//! Interactive chat command

use crate::settings;
use anyhow::{Context, Result};
use banter_core::{
    ExchangeGate, GateDecision, Orchestrator, SessionStore, StoreBackend,
};
use banter_knowledge::{HttpPassageIndex, Retriever};
use banter_llm::{CompletionProvider, HttpCompletionClient};
use clap::Args;
use futures::StreamExt;
use std::io::{self, BufRead, Write};
use std::sync::Arc;

#[derive(Args, Debug)]
pub struct ChatArgs {
    /// Session identifier to converse under
    #[arg(long, default_value = "cli")]
    pub session: String,

    /// Wait for whole replies instead of streaming fragments
    #[arg(long)]
    pub no_stream: bool,

    /// Meter this conversation through the paywall gate
    #[arg(long)]
    pub gated: bool,
}

pub async fn run(args: ChatArgs) -> Result<()> {
    let config = settings::load_config()?;

    let provider: Arc<dyn CompletionProvider> =
        Arc::new(HttpCompletionClient::new(config.client_config()));
    let retriever = Retriever::new(Arc::new(HttpPassageIndex::new(config.index_config())));
    let store: Arc<dyn SessionStore> = Arc::new(
        StoreBackend::from_config(&config.store)
            .await
            .context("Failed to open session store")?,
    );

    let orchestrator = Orchestrator::new(
        provider.clone(),
        retriever,
        store.clone(),
        config.orchestrator_config(),
    );
    let gate = args
        .gated
        .then(|| ExchangeGate::new(config.gate.clone(), provider.clone(), config.llm.model.clone()));

    println!("Chatting as '{}'. Ctrl-D or /quit to exit.", args.session);

    let stdin = io::stdin();
    loop {
        print!("you> ");
        io::stdout().flush()?;

        let mut line = String::new();
        if stdin.lock().read_line(&mut line)? == 0 {
            println!();
            break;
        }
        let text = line.trim_end_matches(['\n', '\r']);
        if text == "/quit" {
            break;
        }

        if let Some(gate) = &gate {
            let record = store.get_or_create(&args.session).await?;
            if gate.assess(&record) == GateDecision::Deflect {
                if args.no_stream {
                    let reply = gate.deflect(text).await?;
                    println!("bot> {reply}");
                } else {
                    print!("bot> ");
                    io::stdout().flush()?;
                    render_stream(gate.deflect_streaming(text)).await?;
                }
                continue;
            }
        }

        if args.no_stream {
            match orchestrator.exchange(&args.session, text).await {
                Ok(reply) => println!("bot> {reply}"),
                Err(e) => eprintln!("error: {e}"),
            }
        } else {
            print!("bot> ");
            io::stdout().flush()?;
            render_stream(orchestrator.exchange_streaming(&args.session, text)).await?;
        }
    }

    Ok(())
}

/// Print fragments as they arrive; a faulted stream ends the reply early
async fn render_stream(mut stream: banter_core::ExchangeStream) -> Result<()> {
    while let Some(item) = stream.next().await {
        match item {
            Ok(fragment) => {
                print!("{fragment}");
                io::stdout().flush()?;
            }
            Err(e) => {
                println!();
                eprintln!("error: {e}");
                return Ok(());
            }
        }
    }
    println!();
    Ok(())
}
/// Conversation orchestrator
#[derive(Clone)]
pub struct Orchestrator {
    provider: Arc<dyn CompletionProvider>,
    retriever: Retriever,
    store: Arc<dyn SessionStore>,
    config: OrchestratorConfig,
    locks: Arc<DashMap<String, Arc<Mutex<()>>>>,
}

impl Orchestrator {
    /// Create an orchestrator over the given provider, retriever and store
    pub fn new(
        provider: Arc<dyn CompletionProvider>,
        retriever: Retriever,
        store: Arc<dyn SessionStore>,
        config: OrchestratorConfig,
    ) -> Self {
        Self {
            provider,
            retriever,
            store,
            config,
            locks: Arc::new(DashMap::new()),
        }
    }

    /// The settings this orchestrator runs with
    #[must_use]
    pub fn config(&self) -> &OrchestratorConfig {
        &self.config
    }

    fn identifier_lock(&self, identifier: &str) -> Arc<Mutex<()>> {
        self.locks.entry(identifier.to_string()).or_default().clone()
    }

    /// Run one exchange and return the whole reply at once
    #[instrument(skip(self, user_text), fields(identifier = %identifier))]
    pub async fn exchange(&self, identifier: &str, user_text: &str) -> Result<String> {
        let lock = self.identifier_lock(identifier);
        let _guard = lock.lock().await;

        let mut record = self.store.get_or_create(identifier).await?;

        record.push_user(user_text);
        record.truncate_to(self.config.chat_limit);

        let system = self.compose_system(&record, user_text).await?;
        let request = self.completion_request(system, &record);

        let response = self.provider.complete(request).await?;
        let reply = response.content;

        self.finish_exchange(&mut record, reply.clone()).await?;
        Ok(reply)
    }

    /// Run one exchange, surfacing reply fragments as they arrive.
    ///
    /// The session is appended to, summarized and saved only after the
    /// final fragment, immediately before the stream ends. A transport
    /// fault mid-reply surfaces as an `Err` item and abandons the
    /// exchange unsaved.
    pub fn exchange_streaming(&self, identifier: &str, user_text: &str) -> ExchangeStream {
        let orchestrator = self.clone();
        let lock = self.identifier_lock(identifier);
        let identifier = identifier.to_string();
        let user_text = user_text.to_string();

        Box::pin(async_stream::stream! {
            let _guard = lock.lock_owned().await;

            let mut record = match orchestrator.store.get_or_create(&identifier).await {
                Ok(record) => record,
                Err(e) => {
                    yield Err(e);
                    return;
                }
            };

            record.push_user(&user_text);
            record.truncate_to(orchestrator.config.chat_limit);

            let system = match orchestrator.compose_system(&record, &user_text).await {
                Ok(system) => system,
                Err(e) => {
                    yield Err(e);
                    return;
                }
            };

            let request = orchestrator.completion_request(system, &record);
            let mut fragments = orchestrator.provider.complete_streaming(request);
            let mut reply = String::new();

            while let Some(item) = fragments.next().await {
                match item {
                    Ok(fragment) => {
                        reply.push_str(&fragment);
                        yield Ok(fragment);
                    }
                    Err(e) => {
                        warn!(identifier = %identifier, error = %e, "Reply stream faulted; exchange abandoned");
                        yield Err(Error::Llm(e));
                        return;
                    }
                }
            }

            if let Err(e) = orchestrator.finish_exchange(&mut record, reply).await {
                yield Err(e);
            }
        })
    }

    async fn compose_system(&self, record: &SessionRecord, user_text: &str) -> Result<String> {
        let knowledge = self
            .retriever
            .retrieve(user_text, self.config.knowledge_results)
            .await?;
        Ok(compose_system_message(
            &self.config.system_message,
            &knowledge,
            &record.ltm,
        ))
    }

    fn completion_request(&self, system: String, record: &SessionRecord) -> CompletionRequest {
        CompletionRequest::new(&self.config.model)
            .with_message(Message::system(system))
            .with_messages(record.messages.clone())
    }

    async fn finish_exchange(&self, record: &mut SessionRecord, reply: String) -> Result<()> {
        record.push_assistant(reply);
        record.truncate_to(self.config.chat_limit);

        record.ltm = self.refresh_summary(record).await?;

        self.store.save(record).await?;
        debug!(
            identifier = %record.name,
            turns = record.turn_count(),
            "Exchange persisted"
        );
        Ok(())
    }

    /// Summarize the post-truncation window into the next long-term summary
    async fn refresh_summary(&self, record: &SessionRecord) -> Result<String> {
        let request = CompletionRequest::new(&self.config.model)
            .with_message(Message::system(&self.config.summary_instruction))
            .with_message(Message::user(flatten_transcript(&record.messages)));

        let response = self.provider.complete(request).await?;
        Ok(response.content)
    }
}
//! Knowledge retriever
//!
//! `retrieve` is the one operation the orchestrator calls: query the index,
//! format the hits into a knowledge block.

use crate::block::format_knowledge_block;
use crate::error::Result;
use crate::index::PassageIndex;

use std::sync::Arc;
use tracing::debug;

/// Retrieves and formats knowledge for a user message
#[derive(Clone)]
pub struct Retriever {
    index: Arc<dyn PassageIndex>,
}

impl Retriever {
    /// Create a retriever over an index
    #[must_use]
    pub fn new(index: Arc<dyn PassageIndex>) -> Self {
        Self { index }
    }

    /// Build the knowledge block for `query` from the top `n_results` hits.
    ///
    /// An index miss degrades to a header-only block; only a failed query
    /// is an error.
    pub async fn retrieve(&self, query: &str, n_results: usize) -> Result<String> {
        let passages = self.index.query(query, n_results).await?;
        debug!(hits = passages.len(), "Retrieved passages");
        Ok(format_knowledge_block(&passages))
    }
}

What the task asks – Reproduce the lines above, beginning at the line with "Arc::new(HttpCompletionClient::new(config.client_config()));" and stopping after the line with "let mut line = String::new();", exactly as they are.

Exercise result –
        Arc::new(HttpCompletionClient::new(config.client_config()));
    let retriever = Retriever::new(Arc::new(HttpPassageIndex::new(config.index_config())));
    let store: Arc<dyn SessionStore> = Arc::new(
        StoreBackend::from_config(&config.store)
            .await
            .context("Failed to open session store")?,
    );

    let orchestrator = Orchestrator::new(
        provider.clone(),
        retriever,
        store.clone(),
        config.orchestrator_config(),
    );
    let gate = args
        .gated
        .then(|| ExchangeGate::new(config.gate.clone(), provider.clone(), config.llm.model.clone()));

    println!("Chatting as '{}'. Ctrl-D or /quit to exit.", args.session);

    let stdin = io::stdin();
    loop {
        print!("you> ");
        io::stdout().flush()?;

        let mut line = String::new();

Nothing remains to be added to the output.